Les Etats généraux de l'information rendent leur rapport
Les responsables des Etats généraux de l'information ont plaidé jeudi pour un "droit de suite" à leurs quinze propositions, formulées à l'issue de près d'un an de travaux, en demandant "aux pouvoirs publics et à l'interprofession" de s'en saisir, malgré des déçus.
Sensibilisation à grande échelle à la désinformation, protection renforcée des sources des journalistes, indépendance des rédactions, ou encore actions au plan européen envers les grandes plateformes: les vastes EGI, voulus par Emmanuel Macron, ont débouché sur un plan d'action "sacrément ambitieux", selon le président de leur comité de pilotage indépendant, Bruno Patino. Le rapport de 350 pages, remis au chef de l'Etat et exposé jeudi au siège du Conseil économique, social et environnemental, a cependant laissé certains sur leur faim. "Tout n'est pas parfait, pas complet" et ce n'est pas "un ensemble de formules magiques" mais il faut "une sorte de droit de suite", a demandé M. Patino, par ailleurs président d'Arte, lors de cette restitution devant des citoyens, journalistes, responsables de médias, parlementaires et la ministre démissionnaire de la Culture, Rachida Dati. "On souhaite de la volonté politique" pour "traduire les propositions en faits", a-t-il ensuite insisté, alors que la formation du gouvernement Barnier est attendue. Nombre de mesures doivent passer par la loi, mais certaines, par exemple sur l'éducation aux médias ou la sensibilisation à la désinformation, peuvent être directement mises en œuvre par l'exécutif. D'autres relèvent de l'Union européenne.

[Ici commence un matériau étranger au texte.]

//! Microsoft SQL Server source connector over the TDS protocol.

use async_trait::async_trait;
use chrono::{DateTime, NaiveDate, NaiveDateTime, NaiveTime, Utc};
use rust_decimal::Decimal;
use tiberius::{AuthMethod, Client, ColumnData, Config, EncryptionLevel, FromSql};
use tokio::net::TcpStream;
use tokio_util::compat::{Compat, TokioAsyncWriteCompatExt};
use tracing::{debug, info};

use crate::config::SourceConfig;
use crate::core::{RowBatch, SourceConnection, Value};
use crate::error::{EtlError, Result};
use crate::source::Platform;

/// A single SQL Server connection.
pub struct MssqlSource {
    client: Option<Client<Compat<TcpStream>>>,
}

impl MssqlSource {
    /// Open a connection to a SQL Server source.
    ///
    /// Encryption is off unless `options.encrypt` says otherwise;
    /// `options.trust_server_cert = "true"` skips certificate validation.
    pub async fn connect(config: &SourceConfig) -> Result<Self> {
        let port = config
            .port
            .unwrap_or_else(|| Platform::Sqlserver.default_port());

        let mut tds = Config::new();
        tds.host(&config.host);
        tds.port(port);
        tds.database(&config.database);
        tds.authentication(AuthMethod::sql_server(&config.user, &config.password));

        match config.options.get("encrypt").map(String::as_str) {
            Some("true") | Some("yes") | Some("1") => {
                if config.options.get("trust_server_cert").map(String::as_str) == Some("true") {
                    tds.trust_cert();
                }
                tds.encryption(EncryptionLevel::Required);
            }
            _ => {
                tds.encryption(EncryptionLevel::NotSupported);
            }
        }

        let tcp = TcpStream::connect(tds.get_addr())
            .await
            .map_err(|e| EtlError::connection("sqlserver", e))?;
        tcp.set_nodelay(true).ok();

        let client = Client::connect(tds, tcp.compat_write())
            .await
            .map_err(|e| EtlError::connection("sqlserver", e))?;

        info!(
            "Connected to SQL Server source: {}:{}/{}",
            config.host, port, config.database
        );

        Ok(Self {
            client: Some(client),
        })
    }

    fn client_mut(&mut self) -> Result<&mut Client<Compat<TcpStream>>> {
        self.client
            .as_mut()
            .ok_or_else(|| EtlError::connection("sqlserver", "connection already closed"))
    }
}

#[async_trait]
impl SourceConnection for MssqlSource {
    async fn fetch_all(&mut self, statement: &str) -> Result<RowBatch> {
        let client = self.client_mut()?;

        let stream = client
            .simple_query(statement)
            .await
            .map_err(|e| EtlError::extract(e))?;
        let results = stream
            .into_results()
            .await
            .map_err(|e| EtlError::extract(e))?;

        let mut rows = Vec::new();
        for row in results.into_iter().flatten() {
            let mut values = Vec::with_capacity(row.len());
            for data in row.into_iter() {
                values.push(convert_value(data)?);
            }
            rows.push(values);
        }

        debug!("Extracted {} rows from SQL Server", rows.len());
        Ok(RowBatch::new(rows))
    }

    fn platform(&self) -> &str {
        "sqlserver"
    }

    async fn close(&mut self) -> Result<()> {
        if let Some(client) = self.client.take() {
            client
                .close()
                .await
                .map_err(|e| EtlError::connection("sqlserver", e))?;
        }
        Ok(())
    }
}

/// Convert a TDS column value to the crate value type.
fn convert_value(data: ColumnData<'static>) -> Result<Value> {
    let value = match data {
        ColumnData::Bit(v) => v.map(Value::Bool).unwrap_or(Value::Null),
        ColumnData::U8(v) => v.map(|v| Value::I16(i16::from(v))).unwrap_or(Value::Null),
        ColumnData::I16(v) => v.map(Value::I16).unwrap_or(Value::Null),
        ColumnData::I32(v) => v.map(Value::I32).unwrap_or(Value::Null),
        ColumnData::I64(v) => v.map(Value::I64).unwrap_or(Value::Null),
        ColumnData::F32(v) => v.map(Value::F32).unwrap_or(Value::Null),
        ColumnData::F64(v) => v.map(Value::F64).unwrap_or(Value::Null),
        ColumnData::Guid(v) => v.map(Value::Uuid).unwrap_or(Value::Null),
        ColumnData::String(v) => v.map(|s| Value::Text(s.into_owned())).unwrap_or(Value::Null),
        ColumnData::Binary(v) => v.map(|b| Value::Bytes(b.into_owned())).unwrap_or(Value::Null),
        ColumnData::Xml(v) => v
            .map(|x| Value::Text(x.into_owned().to_string()))
            .unwrap_or(Value::Null),
        data @ ColumnData::Numeric(_) => Decimal::from_sql(&data)
            .map_err(|e| EtlError::extract(e))?
            .map(Value::Decimal)
            .unwrap_or(Value::Null),
        data @ (ColumnData::DateTime(_) | ColumnData::SmallDateTime(_) | ColumnData::DateTime2(_)) => {
            NaiveDateTime::from_sql(&data)
                .map_err(|e| EtlError::extract(e))?
                .map(Value::DateTime)
                .unwrap_or(Value::Null)
        }
        data @ ColumnData::Date(_) => NaiveDate::from_sql(&data)
            .map_err(|e| EtlError::extract(e))?
            .map(Value::Date)
            .unwrap_or(Value::Null),
        data @ ColumnData::Time(_) => NaiveTime::from_sql(&data)
            .map_err(|e| EtlError::extract(e))?
            .map(Value::Time)
            .unwrap_or(Value::Null),
        data @ ColumnData::DateTimeOffset(_) => DateTime::<Utc>::from_sql(&data)
            .map_err(|e| EtlError::extract(e))?
            .map(|dt| Value::DateTime(dt.naive_utc()))
            .unwrap_or(Value::Null),
    };

    Ok(value)
}

#[cfg(test)]
mod tests {
    use super::*;
    use std::borrow::Cow;

    #[test]
    fn test_convert_scalars() {
        assert_eq!(convert_value(ColumnData::I32(Some(7))).unwrap(), Value::I32(7));
        assert_eq!(convert_value(ColumnData::I32(None)).unwrap(), Value::Null);
        assert_eq!(
            convert_value(ColumnData::Bit(Some(true))).unwrap(),
            Value::Bool(true)
        );
        assert_eq!(
            convert_value(ColumnData::U8(Some(255))).unwrap(),
            Value::I16(255)
        );
    }

    #[test]
    fn test_convert_text_and_binary() {
        assert_eq!(
            convert_value(ColumnData::String(Some(Cow::Borrowed("abc")))).unwrap(),
            Value::Text("abc".to_string())
        );
        assert_eq!(
            convert_value(ColumnData::Binary(Some(Cow::Borrowed(&[1u8, 2][..])))).unwrap(),
            Value::Bytes(vec![1, 2])
        );
    }
}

Le comité de pilotage a aussi fait deux recommandations "aux professionnels de l'information": s'engager dans une démarche de "labellisation" pour "renforcer la confiance" du public, et construire "un outil de gestion collective" pour faire face aux grandes plateformes. Pour répondre à la commande présidentielle, le comité de pilotage s'est inspiré des conclusions de cinq groupes de travail, de quelque 175 auditions et de consultations du public, laissant de côté certaines pistes coercitives ou coûteuses, au risque de faire des insatisfaits.
Quelques réactions
François Bonnet, président du Fonds pour une presse libre (FPL), a jugé les propositions "extrêmement timides" et "peu en prise avec la situation vécue dans les rédactions", où des pressions rédactionnelles, économiques ou sociales peuvent exister. La députée écologiste Sophie Taillé-Polian a en particulier regretté "l'absence de l'instauration d'un droit d'agrément pour les rédactions" pour la nomination de leurs directeurs. Pour les syndicats de journalistes SNJ, CGT et CFDT, "si nombre de ces recommandations vont plutôt dans le bon sens, d'autres manquent de clarté ou d'ambition". C'est, selon eux, "sans doute le résultat d'un compromis visant à satisfaire les patrons de presse". La présidente de la Fédération internationale des journalistes (FIJ) Dominique Pradalié a également dit sa "déception" sur la protection du secret des sources ou l'auto-régulation de la presse. Les responsables des EGI ont rappelé leur mission, "garantir le droit à l'information", et qu'ils n'entendaient servir aucun intérêt économique ou catégorie professionnelle. Le document intégral est téléchargeable ► ici.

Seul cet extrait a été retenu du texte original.